Les salariés du public représentent le gros des troupes rassemblées cet après-midi entre Compans et Jeanne D'arc. On peut y voir des salariés de la direction départementale du travail et de l'emploi, des employés de l'équipement, du CHU, sans oublier des universitaires de Paul Sabatier, des salariés de Météo France ou des fonctionnaires de police. « Il faut que cela cesse ! » scandent-ils. Plus loin, des journalistes et techniciens de France 3 sud dénoncent « une info locale au rabais », certains détaillent : «la direction veut toujours plus, avec toujours moins ». Plus loin, les chenimots font bloc derrière des banderoles et des slogans.

Dans le cortège, il y avait de très nombreux manifestants du privé : de Molex (en tête du cortège) à EADS Astruim en passant par Thales Services ou Continental. Ce matin, Jean-Claude Mailly, le secrétaire général de FO avait mis l'accent sur ses « espoirs de mobilisation du secteur privé, citant « le cas de l'aéronautique, avec ses amis d'Airbus dans les rues de Toulouse ». Des centaines et des centaines de salariés de l'avionneur étaient dans les rues de Toulouse à l'appel de l'ensemble des syndicats. Jean-Luc, cadre à Toulouse, voulait exprimer sa colère : « chez Airbus, on nous fait croire que l'entreprise doit se serrer la ceinture pour ne pas nous faire profiter des fruits de la croissance : participation et intéressement ».

Des débrayages ont également eu lieu dans de nombreuses entreprises. Des salariés de l'entité Outsourcing de l'agence HP Labège ont cessé le travail ce matin. Ils refusent d'être cédés à EDS France. Il ne comprennent pas pourquoi après le rachat d'EDS par HP au niveau mondial ils doivent être vendus à EDS France au niveau national.
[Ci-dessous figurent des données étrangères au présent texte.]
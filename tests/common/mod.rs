#![allow(dead_code)]

use std::{cell::RefCell, collections::HashMap};

use auxgl::shader::{ShaderContext, ShaderStage};

/// Marker that makes the fake compiler reject a source.
pub const BROKEN: &str = "#error";

pub const VERTEX_SOURCE: &str = "#version 120
attribute vec3 position;
attribute vec4 color;
uniform mat4 mvp;
varying vec4 v_color;
void main() {
    v_color = color;
    gl_Position = mvp * vec4(position, 1.0);
}
";

pub const FRAGMENT_SOURCE: &str = "#version 120
varying vec4 v_color;
void main() {
    gl_FragColor = v_color;
}
";

#[derive(Debug)]
struct FakeStage {
    kind: ShaderStage,
    source: String,
    compiled: bool,
    deleted: bool,
}

#[derive(Debug, Default)]
struct FakeProgram {
    attached: Vec<u32>,
    pending: HashMap<String, u32>,
    locations: HashMap<String, u32>,
    linked: bool,
    deleted: bool,
}

#[derive(Debug, Default)]
struct FakeState {
    next_handle: u32,
    stages: HashMap<u32, FakeStage>,
    programs: HashMap<u32, FakeProgram>,
    calls: Vec<String>,
}

/// In-memory stand-in for a GL context.
///
/// A stage compiles unless its source contains [`BROKEN`] or lacks a
/// `main`. Handles start at 1 and are shared between stages and programs.
#[derive(Debug, Default)]
pub struct FakeContext {
    state: RefCell<FakeState>,
    refuse_stages: bool,
    refuse_programs: bool,
    fail_link: bool,
}

impl FakeContext {
    pub fn new() -> Self {
        Self::default()
    }

    pub fn refusing_stages() -> Self {
        Self {
            refuse_stages: true,
            ..Self::default()
        }
    }

    pub fn refusing_programs() -> Self {
        Self {
            refuse_programs: true,
            ..Self::default()
        }
    }

    pub fn failing_link() -> Self {
        Self {
            fail_link: true,
            ..Self::default()
        }
    }

    pub fn calls(&self) -> Vec<String> {
        self.state.borrow().calls.clone()
    }

    pub fn live_stages(&self) -> usize {
        self.state
            .borrow()
            .stages
            .values()
            .filter(|stage| !stage.deleted)
            .count()
    }

    pub fn live_programs(&self) -> usize {
        self.state
            .borrow()
            .programs
            .values()
            .filter(|program| !program.deleted)
            .count()
    }

    pub fn created_programs(&self) -> usize {
        self.state.borrow().programs.len()
    }

    pub fn attached(&self, program: u32) -> Vec<ShaderStage> {
        let state = self.state.borrow();
        state.programs[&program]
            .attached
            .iter()
            .map(|shader| state.stages[shader].kind)
            .collect()
    }

    fn record(&self, call: String) {
        self.state.borrow_mut().calls.push(call);
    }

    fn next_handle(&self) -> u32 {
        let mut state = self.state.borrow_mut();
        state.next_handle += 1;
        state.next_handle
    }
}

impl ShaderContext for FakeContext {
    type Shader = u32;
    type Program = u32;

    fn create_stage(&self, stage: ShaderStage) -> Option<u32> {
        if self.refuse_stages {
            self.record(format!("create_stage({}) = none", stage));
            return None;
        }

        let handle = self.next_handle();
        self.state.borrow_mut().stages.insert(
            handle,
            FakeStage {
                kind: stage,
                source: String::new(),
                compiled: false,
                deleted: false,
            },
        );
        self.record(format!("create_stage({}) = {}", stage, handle));
        Some(handle)
    }

    fn set_source(&self, shader: u32, source: &str) {
        self.record(format!("set_source({})", shader));
        if let Some(stage) = self.state.borrow_mut().stages.get_mut(&shader) {
            stage.source = source.to_string();
        }
    }

    fn compile(&self, shader: u32) {
        self.record(format!("compile({})", shader));
        if let Some(stage) = self.state.borrow_mut().stages.get_mut(&shader) {
            stage.compiled = stage.source.contains("void main") && !stage.source.contains(BROKEN);
        }
    }

    fn compile_status(&self, shader: u32) -> bool {
        self.record(format!("compile_status({})", shader));
        self.state
            .borrow()
            .stages
            .get(&shader)
            .is_some_and(|stage| stage.compiled)
    }

    fn stage_info_log(&self, shader: u32, _capacity: usize) -> String {
        self.record(format!("stage_info_log({})", shader));
        let state = self.state.borrow();
        match state.stages.get(&shader) {
            Some(stage) if !stage.compiled => {
                format!("ERROR: 0:1: '{}' : syntax error\n", stage.source.trim())
            }
            _ => String::new(),
        }
    }

    fn delete_stage(&self, shader: u32) {
        self.record(format!("delete_stage({})", shader));
        if let Some(stage) = self.state.borrow_mut().stages.get_mut(&shader) {
            stage.deleted = true;
        }
    }

    fn create_program(&self) -> Option<u32> {
        if self.refuse_programs {
            self.record("create_program() = none".to_string());
            return None;
        }

        let handle = self.next_handle();
        self.state
            .borrow_mut()
            .programs
            .insert(handle, FakeProgram::default());
        self.record(format!("create_program() = {}", handle));
        Some(handle)
    }

    fn attach_stage(&self, program: u32, shader: u32) {
        self.record(format!("attach_stage({}, {})", program, shader));
        if let Some(program) = self.state.borrow_mut().programs.get_mut(&program) {
            program.attached.push(shader);
        }
    }

    fn bind_attribute_location(&self, program: u32, location: u32, name: &str) {
        self.record(format!(
            "bind_attribute_location({}, {}, {})",
            program, location, name
        ));
        if let Some(program) = self.state.borrow_mut().programs.get_mut(&program) {
            program.pending.insert(name.to_string(), location);
        }
    }

    fn link_program(&self, program: u32) {
        self.record(format!("link_program({})", program));
        let mut state = self.state.borrow_mut();
        let compiled = match state.programs.get(&program) {
            Some(p) => {
                p.attached.len() == 2 && p.attached.iter().all(|s| state.stages[s].compiled)
            }
            None => false,
        };

        if let Some(p) = state.programs.get_mut(&program) {
            p.linked = compiled && !self.fail_link;
            if p.linked {
                p.locations = p.pending.clone();
            }
        }
    }

    fn link_status(&self, program: u32) -> bool {
        self.record(format!("link_status({})", program));
        self.state
            .borrow()
            .programs
            .get(&program)
            .is_some_and(|p| p.linked)
    }

    fn program_info_log(&self, program: u32, _capacity: usize) -> String {
        self.record(format!("program_info_log({})", program));
        "error: varying v_color is not written by the vertex shader\n".to_string()
    }

    fn delete_program(&self, program: u32) {
        self.record(format!("delete_program({})", program));
        if let Some(p) = self.state.borrow_mut().programs.get_mut(&program) {
            p.deleted = true;
        }
    }

    fn attribute_location(&self, program: u32, name: &str) -> Option<u32> {
        let state = self.state.borrow();
        let p = state.programs.get(&program)?;
        if !p.linked || p.deleted {
            return None;
        }

        p.locations.get(name).copied()
    }
}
Les retraités étaient eux aussi au rendez-vous du 29 janvier. Sylvette, 64 ans, qui a travaillé durant 22 ans dans une clinique privée toulousaine : « lorsque vous êtes mal payé, vous êtes dans la rue 10 ans plus tard. Ma retraite, c'est une misère. Comment faites-vous pour vivre avec quelques centaines d'euros ? ». Autour d'elle, d'autres groupes complètent le cortège. Des employés de Sanofi Aventis font part de leur inquiétude avec des craintes de cession de leur usine de Colomiers. Quant aux salariés de Molex, ils sont « fidèles au poste » dit Raymond, « notre conflit est symbolique. Ce qui se passe chez nous, c'est ce qui se passe partout ailleurs dans le monde. Il s'agit de délocaliser pour produire moins cher ». Lors de la présentation de son plan mondial de restructuration, La direction a confirmé que le CA de Molex avait baissé de 20% en 2008 (perte de 87,2 de dollars). Pour la division « Transportation », outre le projet de fermeture du site de Villemur-Sur-Tarn (31), le groupe annonce la fermeture du site de Kosice en Slovaquie.

En savoir plus :

En France, 1 million de personnes ont manifesté aujourd'hui dans les rues des grandes villes (Paris, Marseille, Lyon ou Bordeaux)
A Toulouse, selon la police, la manifestation a réuni 56.000 salariés du public et du privé

En photo : l'un des slogans cet après-midi dans le cortège toulousain (photo Rémi Benoit)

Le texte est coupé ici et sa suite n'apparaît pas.